Naturally enough , 'Tiger' was somewhere in this ones name ,
this was a male 'Zebra' ,
and this the female of the same species , with a hint of orange in her white stripes ,
the first of two consecutive shots of a female Zebra , egglaying almost under my nose ,
and the second , a split second later , as she flew off having layed her egg ,
and finally , a species with 'Postman' in it's name .
That's me up to date , will post again when I find some new interest .


Alan Pavey said...

I can't believe how it quiet it was on your travels looking for birds Greenie, mind you it has been quiet here I suppose! Nice Skipper though.

Warren Baker said...

Dont leave us completely Greenie, Ive a lot to learn from you yet!!

Quiet in most places last week though.

Spock said...

The Tropical Butterflies are for note

Orange Tiger - Dryadula phaetusa
Zebra - Heliconius charitonius
Cydno - Heliconius cydno

anthough the last one could be a hybrid with the postman, Heliconius melpomene.

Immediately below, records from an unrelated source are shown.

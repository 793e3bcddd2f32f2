//! `map<string,V>` diff/patch/merge3: per-key three-way merge using the
//! inner type's `merge3`; insertions from both sides preserved, deletions
//! honoured.

use std::collections::BTreeMap;

use super::{FieldChange, MergeTieBreak, Value};
use crate::error::{GoatError, Result};

pub fn diff(src: &BTreeMap<String, Value>, dst: &BTreeMap<String, Value>) -> Vec<FieldChange> {
    let mut changes = Vec::new();
    for (k, v) in dst {
        match src.get(k) {
            Some(sv) if sv.equals(v) => {}
            _ => changes.push(FieldChange::MapSet(k.clone(), v.clone())),
        }
    }
    for k in src.keys() {
        if !dst.contains_key(k) {
            changes.push(FieldChange::MapRemove(k.clone()));
        }
    }
    changes
}

pub fn patch(src: &BTreeMap<String, Value>, changes: &[FieldChange]) -> Result<Value> {
    let mut map = src.clone();
    for change in changes {
        match change {
            FieldChange::MapSet(k, v) => {
                map.insert(k.clone(), v.clone());
            }
            FieldChange::MapRemove(k) => {
                map.remove(k);
            }
            FieldChange::Replace(Value::Map(m)) => {
                map = m.clone();
            }
            _ => return Err(GoatError::InvalidPatch),
        }
    }
    Ok(Value::Map(map))
}

pub fn merge3(
    base: &BTreeMap<String, Value>,
    a: &BTreeMap<String, Value>,
    b: &BTreeMap<String, Value>,
    tie: &MergeTieBreak,
) -> Result<Value> {
    let mut keys: std::collections::BTreeSet<&String> = std::collections::BTreeSet::new();
    keys.extend(base.keys());
    keys.extend(a.keys());
    keys.extend(b.keys());

    let mut result = BTreeMap::new();
    for k in keys {
        let base_v = base.get(k);
        let a_v = a.get(k);
        let b_v = b.get(k);

        match (base_v, a_v, b_v) {
            // present nowhere interesting (shouldn't happen, key came from somewhere)
            (None, None, None) => {}
            // both branches deleted, or one deleted and other unchanged from base
            (Some(bv), None, None) => {
                let _ = bv;
                // deleted on both sides
            }
            (Some(bv), None, Some(bval)) => {
                if bval.equals(bv) {
                    // a deleted, b unchanged -> honour deletion
                } else {
                    result.insert(k.clone(), bval.clone());
                }
            }
            (Some(bv), Some(aval), None) => {
                if aval.equals(bv) {
                    // b deleted, a unchanged -> honour deletion
                } else {
                    result.insert(k.clone(), aval.clone());
                }
            }
            (None, Some(aval), None) => {
                result.insert(k.clone(), aval.clone());
            }
            (None, None, Some(bval)) => {
                result.insert(k.clone(), bval.clone());
            }
            (None, Some(aval), Some(bval)) => {
                let merged = Value::merge3(&placeholder(aval), aval, bval, tie)
                    .unwrap_or_else(|_| if tie.a_wins() { aval.clone() } else { bval.clone() });
                result.insert(k.clone(), merged);
            }
            (Some(bv), Some(aval), Some(bval)) => {
                let merged = Value::merge3(bv, aval, bval, tie)?;
                result.insert(k.clone(), merged);
            }
        }
    }

    Ok(Value::Map(result))
}

/// When a key has no base value (both sides independently introduced it),
/// there's no common ancestor to merge against; we treat it as if the
/// base were equal to `a` so `merge3` degenerates to "pick by policy"
/// instead of erroring.
fn placeholder(a: &Value) -> Value {
    a.clone()
}
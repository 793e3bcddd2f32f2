//! Canonical JSON encoding: sorted keys, stable numeric formatting. Per
//! §9 ("Canonical encoding") this is the sole basis for content-addressing
//! and signature stability, so every caller must route through here
//! instead of `serde_json::to_vec`.

use serde::Serialize;
use serde_json::Value as Json;

use crate::error::Result;

/// Canonicalizes `v`'s JSON representation (sorted object keys, no
/// incidental whitespace) and returns the encoded bytes.
pub fn to_canonical_bytes<T: Serialize>(v: &T) -> Result<Vec<u8>> {
    let json = serde_json::to_value(v)?;
    let canon = canonicalize(&json);
    Ok(serde_json::to_vec(&canon)?)
}

/// Recursively sorts object keys. Arrays keep their given order — callers
/// that need deterministic set ordering (§9) sort the elements themselves
/// before serializing, since canonicalization here has no type
/// information to distinguish an ordered array from an unordered set.
fn canonicalize(v: &Json) -> Json {
    match v {
        Json::Object(map) => {
            let mut sorted: Vec<(String, Json)> =
                map.iter().map(|(k, v)| (k.clone(), canonicalize(v))).collect();
            sorted.sort_by(|a, b| a.0.cmp(&b.0));
            let mut out = serde_json::Map::new();
            for (k, v) in sorted {
                out.insert(k, v);
            }
            Json::Object(out)
        }
        Json::Array(items) => Json::Array(items.iter().map(canonicalize).collect()),
        other => other.clone(),
    }
}

/// blake3 content hash of `v`'s canonical encoding, hex-encoded.
pub fn content_hash<T: Serialize>(v: &T) -> Result<String> {
    let bytes = to_canonical_bytes(v)?;
    Ok(hex::encode(blake3::hash(&bytes).as_bytes()))
}

#[cfg(test)]
mod tests {
    use super::*;
    use serde_json::json;

    #[test]
    fn key_order_does_not_affect_encoding() {
        let a = json!({"b": 1, "a": 2});
        let b = json!({"a": 2, "b": 1});
        assert_eq!(to_canonical_bytes(&a).unwrap(), to_canonical_bytes(&b).unwrap());
    }

    #[test]
    fn nested_objects_sort_recursively() {
        let a = json!({"outer": {"z": 1, "y": 2}});
        let b = json!({"outer": {"y": 2, "z": 1}});
        assert_eq!(to_canonical_bytes(&a).unwrap(), to_canonical_bytes(&b).unwrap());
    }
}
//! `Item`: a schema-bound record, a mapping from field name to typed
//! value, per §3/§4.2.

use std::collections::BTreeMap;

use serde::{Deserialize, Serialize};

use crate::error::{GoatError, Result};
use crate::schema::{Schema, SchemaRef, SchemaRegistry};
use crate::value::{FieldChange, Value};

#[derive(Debug, Clone, PartialEq, Serialize, Deserialize)]
pub struct Item {
    pub schema: SchemaRef,
    pub data: BTreeMap<String, Value>,
}

impl Item {
    /// Builds an item, applying schema defaults for any missing optional
    /// field and validating the result.
    pub fn new(schema: &Schema, mut data: BTreeMap<String, Value>) -> Result<Self> {
        for (name, field) in &schema.fields {
            if !data.contains_key(name) {
                if let Some(default) = field.default {
                    data.insert(name.clone(), default());
                }
            }
        }
        schema.validate(&data)?;
        Ok(Item {
            schema: schema.into(),
            data,
        })
    }

    pub fn get(&self, field: &str) -> Option<&Value> {
        self.data.get(field)
    }

    pub fn set(&self, field: impl Into<String>, value: Value) -> Item {
        let mut data = self.data.clone();
        data.insert(field.into(), value);
        Item {
            schema: self.schema.clone(),
            data,
        }
    }

    /// Checksum of the canonical encoding of the field map, per §3.
    pub fn checksum(&self) -> u64 {
        let canon =
            crate::commit::canonical::to_canonical_bytes(&self.data).expect("item canonicalizes");
        let hash = blake3::hash(&canon);
        u64::from_le_bytes(hash.as_bytes()[0..8].try_into().unwrap())
    }

    pub fn diff(&self, other: &Item) -> BTreeMap<String, Vec<FieldChange>> {
        let mut out = BTreeMap::new();
        let mut names: std::collections::BTreeSet<&String> = std::collections::BTreeSet::new();
        names.extend(self.data.keys());
        names.extend(other.data.keys());
        for name in names {
            let src = self.data.get(name);
            let dst = other.data.get(name);
            match (src, dst) {
                (Some(s), Some(d)) => {
                    let changes = Value::diff(s, d);
                    if !changes.is_empty() {
                        out.insert(name.clone(), changes);
                    }
                }
                (None, Some(d)) => {
                    out.insert(name.clone(), vec![FieldChange::Replace(d.clone())]);
                }
                (Some(_), None) => {
                    out.insert(name.clone(), vec![FieldChange::Remove]);
                }
                (None, None) => {}
            }
        }
        out
    }

    pub fn patch(&self, changes: &BTreeMap<String, Vec<FieldChange>>) -> Result<Item> {
        let mut data = self.data.clone();
        for (field, field_changes) in changes {
            if let [FieldChange::Remove] = field_changes.as_slice() {
                data.remove(field);
                continue;
            }
            match data.get(field) {
                Some(src) => {
                    let patched = Value::patch(src, field_changes)?;
                    data.insert(field.clone(), patched);
                }
                None => {
                    if let [FieldChange::Replace(v)] = field_changes.as_slice() {
                        data.insert(field.clone(), v.clone());
                    } else {
                        return Err(GoatError::UnknownField(field.clone()));
                    }
                }
            }
        }
        Ok(Item {
            schema: self.schema.clone(),
            data,
        })
    }

    /// Walks the schema-registry upgrade chain from this item's schema
    /// version to `target_version`, applying each step's `upgradeFrom`
    /// then defaults for newly-required fields.
    pub fn upgrade_to(&self, registry: &SchemaRegistry, target_version: u32) -> Result<Item> {
        if self.schema.version == target_version {
            return Ok(self.clone());
        }
        if self.schema.version > target_version {
            return Err(GoatError::NoUpgradePath {
                namespace: self.schema.namespace.clone(),
                from: self.schema.version,
                to: target_version,
            });
        }
        let mut current = self.clone();
        let mut version = self.schema.version;
        while version < target_version {
            let next_version = version + 1;
            let next_schema = registry
                .lookup(&current.schema.namespace, next_version)
                .map_err(|_| GoatError::NoUpgradePath {
                    namespace: current.schema.namespace.clone(),
                    from: self.schema.version,
                    to: target_version,
                })?;
            let mut data = BTreeMap::new();
            for (name, field) in &next_schema.fields {
                let prior = current.data.get(name);
                if let Some(upgrade) = field.upgrade_from {
                    data.insert(name.clone(), upgrade(prior));
                } else if let Some(v) = prior {
                    data.insert(name.clone(), v.clone());
                } else if let Some(default) = field.default {
                    data.insert(name.clone(), default());
                } else if field.required {
                    return Err(GoatError::MissingRequired(name.clone()));
                }
            }
            current = Item {
                schema: (&next_schema).into(),
                data,
            };
            version = next_version;
        }
        Ok(current)
    }
}

#[cfg(test)]
mod tests {
    use super::*;
    use crate::schema::FieldSchema;

    fn string_field() -> Value {
        Value::String(String::new())
    }

    #[test]
    fn diff_patch_roundtrip() {
        let schema = Schema::new("doc", 1)
            .with_field("title", FieldSchema::required("string"))
            .with_field("count", FieldSchema::optional("number", || Value::Number(0.0)));
        let a = Item::new(
            &schema,
            [("title".to_string(), Value::String("a".into()))].into(),
        )
        .unwrap();
        let b = a.set("title", Value::String("b".into()));
        let changes = a.diff(&b);
        let patched = a.patch(&changes).unwrap();
        assert_eq!(patched.get("title"), b.get("title"));
    }

    #[test]
    fn diff_patch_roundtrips_a_removed_field() {
        let schema = Schema::new("doc", 1)
            .with_field("title", FieldSchema::required("string"))
            .with_field("note", FieldSchema::optional("string", || Value::String(String::new())));
        let a = Item::new(
            &schema,
            [
                ("title".to_string(), Value::String("a".into())),
                ("note".to_string(), Value::String("scratch".into())),
            ]
            .into(),
        )
        .unwrap();
        let mut without_note = a.data.clone();
        without_note.remove("note");
        let b = Item { schema: a.schema.clone(), data: without_note };

        let changes = a.diff(&b);
        assert_eq!(changes.get("note"), Some(&vec![FieldChange::Remove]));
        let patched = a.patch(&changes).unwrap();
        assert_eq!(patched, b);
        assert!(patched.get("note").is_none());
    }

    #[test]
    fn upgrade_adds_defaults() {
        let v1 = Schema::new("doc", 1).with_field("title", FieldSchema::required("string"));
        let v2 = Schema::new("doc", 2)
            .with_field("title", FieldSchema::required("string"))
            .with_field("archived", FieldSchema::optional("boolean", || Value::Boolean(false)));
        let registry = SchemaRegistry::new();
        registry.register(v1.clone());
        registry.register(v2);

        let item = Item::new(
            &v1,
            [("title".to_string(), Value::String("hi".into()))].into(),
        )
        .unwrap();
        let upgraded = item.upgrade_to(&registry, 2).unwrap();
        assert_eq!(upgraded.get("archived"), Some(&Value::Boolean(false)));
        let _ = string_field();
    }
}
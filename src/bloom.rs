//! Bloom filter over commit ids, embedded in every commit as
//! `ancestorsFilter` (§3) and exchanged wholesale during sync (§4.6).
//!
//! Sized once per deployment (capacity, target false-positive rate) so
//! sibling filters share bit-array layout and can be unioned bitwise when
//! a new commit's filter is built from its parents' filters (§9's
//! "canonical encoding" note doesn't cover this, but a fixed sketch shape
//! is what makes that union well-defined).

use serde::{Deserialize, Serialize};

/// Default shape used for every `ancestorsFilter` in a process. A single
/// fixed (capacity, fpr) keeps all filters the same bit-array length, so
/// `union_with` is a plain bitwise OR rather than a lossy re-hash.
pub const DEFAULT_CAPACITY: usize = 4096;
pub const DEFAULT_FPR: f64 = 0.01;

#[derive(Debug, Clone, PartialEq, Serialize, Deserialize)]
pub struct BloomFilter {
    bits: Vec<u64>,
    num_bits: usize,
    num_hashes: u32,
}

impl BloomFilter {
    /// Derives bit-array size `m` and hash count `k` from the standard
    /// formulas: `m = ceil(-n*ln(p) / ln(2)^2)`, `k = round(m/n * ln(2))`.
    pub fn new(capacity: usize, target_fpr: f64) -> Self {
        let n = capacity.max(1) as f64;
        let p = target_fpr.clamp(f64::MIN_POSITIVE, 0.5);
        let m = (-(n * p.ln()) / (std::f64::consts::LN_2.powi(2))).ceil().max(8.0) as usize;
        let k = ((m as f64 / n) * std::f64::consts::LN_2).round().max(1.0) as u32;
        let words = (m + 63) / 64;
        BloomFilter {
            bits: vec![0u64; words],
            num_bits: words * 64,
            num_hashes: k,
        }
    }

    /// The well-defined empty value: no elements added, default shape.
    pub fn empty() -> Self {
        Self::new(DEFAULT_CAPACITY, DEFAULT_FPR)
    }

    fn positions(&self, key: &[u8]) -> impl Iterator<Item = usize> + '_ {
        let hash = blake3::hash(key);
        let bytes = hash.as_bytes();
        let h1 = u64::from_le_bytes(bytes[0..8].try_into().unwrap());
        let h2 = u64::from_le_bytes(bytes[8..16].try_into().unwrap());
        let num_bits = self.num_bits as u64;
        (0..self.num_hashes).map(move |i| {
            let combined = h1.wrapping_add((i as u64).wrapping_mul(h2));
            (combined % num_bits) as usize
        })
    }

    pub fn add(&mut self, key: &[u8]) {
        for pos in self.positions(key).collect::<Vec<_>>() {
            self.bits[pos / 64] |= 1 << (pos % 64);
        }
    }

    pub fn may_contain(&self, key: &[u8]) -> bool {
        self.positions(key).collect::<Vec<_>>().into_iter().all(|pos| {
            self.bits[pos / 64] & (1 << (pos % 64)) != 0
        })
    }

    /// Bitwise-ORs `other`'s bits into `self`. Requires identical shape
    /// (guaranteed when every filter in a deployment is built via the
    /// same `(capacity, fpr)` pair); mismatched shapes are silently
    /// skipped rather than panicking, since a union with a foreign-shaped
    /// filter would otherwise corrupt this filter's own bits.
    pub fn union_with(&mut self, other: &BloomFilter) {
        if self.num_bits != other.num_bits || self.bits.len() != other.bits.len() {
            return;
        }
        for (a, b) in self.bits.iter_mut().zip(other.bits.iter()) {
            *a |= *b;
        }
    }

    pub fn to_bytes(&self) -> Vec<u8> {
        serde_json::to_vec(self).expect("bloom filter always serializes")
    }

    pub fn from_bytes(bytes: &[u8]) -> Result<Self, serde_json::Error> {
        serde_json::from_slice(bytes)
    }
}

#[cfg(test)]
mod tests {
    use super::*;

    #[test]
    fn added_keys_always_reported_present() {
        let mut f = BloomFilter::new(100, 0.01);
        for i in 0..100 {
            f.add(format!("key-{i}").as_bytes());
        }
        for i in 0..100 {
            assert!(f.may_contain(format!("key-{i}").as_bytes()));
        }
    }

    #[test]
    fn false_positive_rate_is_bounded() {
        let capacity = 1000;
        let target_fpr = 0.01;
        let mut f = BloomFilter::new(capacity, target_fpr);
        for i in 0..capacity {
            f.add(format!("present-{i}").as_bytes());
        }
        let mut false_positives = 0;
        for i in 0..capacity {
            if f.may_contain(format!("absent-{i}").as_bytes()) {
                false_positives += 1;
            }
        }
        let observed = false_positives as f64 / capacity as f64;
        assert!(observed <= target_fpr * 2.0, "observed fpr {observed} exceeded 2x target");
    }

    #[test]
    fn union_merges_membership() {
        let mut a = BloomFilter::new(100, 0.01);
        let mut b = BloomFilter::new(100, 0.01);
        a.add(b"from-a");
        b.add(b"from-b");
        a.union_with(&b);
        assert!(a.may_contain(b"from-a"));
        assert!(a.may_contain(b"from-b"));
    }

    #[test]
    fn empty_filter_contains_nothing_added() {
        let f = BloomFilter::empty();
        assert!(!f.may_contain(b"anything"));
    }
}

The pupa that were seen, are going to hatch Sunday.

Mike H said...

Another good read Greenie, will be sorry to read less of the blog in future but after 5 years would understand if the reads slowed down. Will continue to send you the odd bug for ID if I may ?.Every chance that I may bump into you on your travels.

Ken. said...

I enjoy reading your blog and your pics, and I understand why you are only going to post when anything of interest shows,
but I don't think we will have to wait too long.
Nice pic, love the photo's of Caribbean butterflies.

roger.wood800 said...

Congratulations on your 1,000th post!!!
Nature is great inasmuch as it always manages to keep coming up with surprises. (I had one only this weekend, when I came across the first 'Argiope'* species spider I've ever seen in England, on Romney Marsh. That was as much a surprise to me as it probably was to you to find them in Kent!)
*the sort with yellow and black striped bodies

Rodney Compton said...

I think some of the above comments echo my own thoughts about you easing off with the reports - absolutely outstanding observational work and pictures - thanks for the enjoyment and information.

Rodney Compton said...

Incidentally, we had a chalk hill blue here at Elmfield, Bromley Common last year - has anyone any thoughts on where the High Elms or Bromley Common butterflies originate?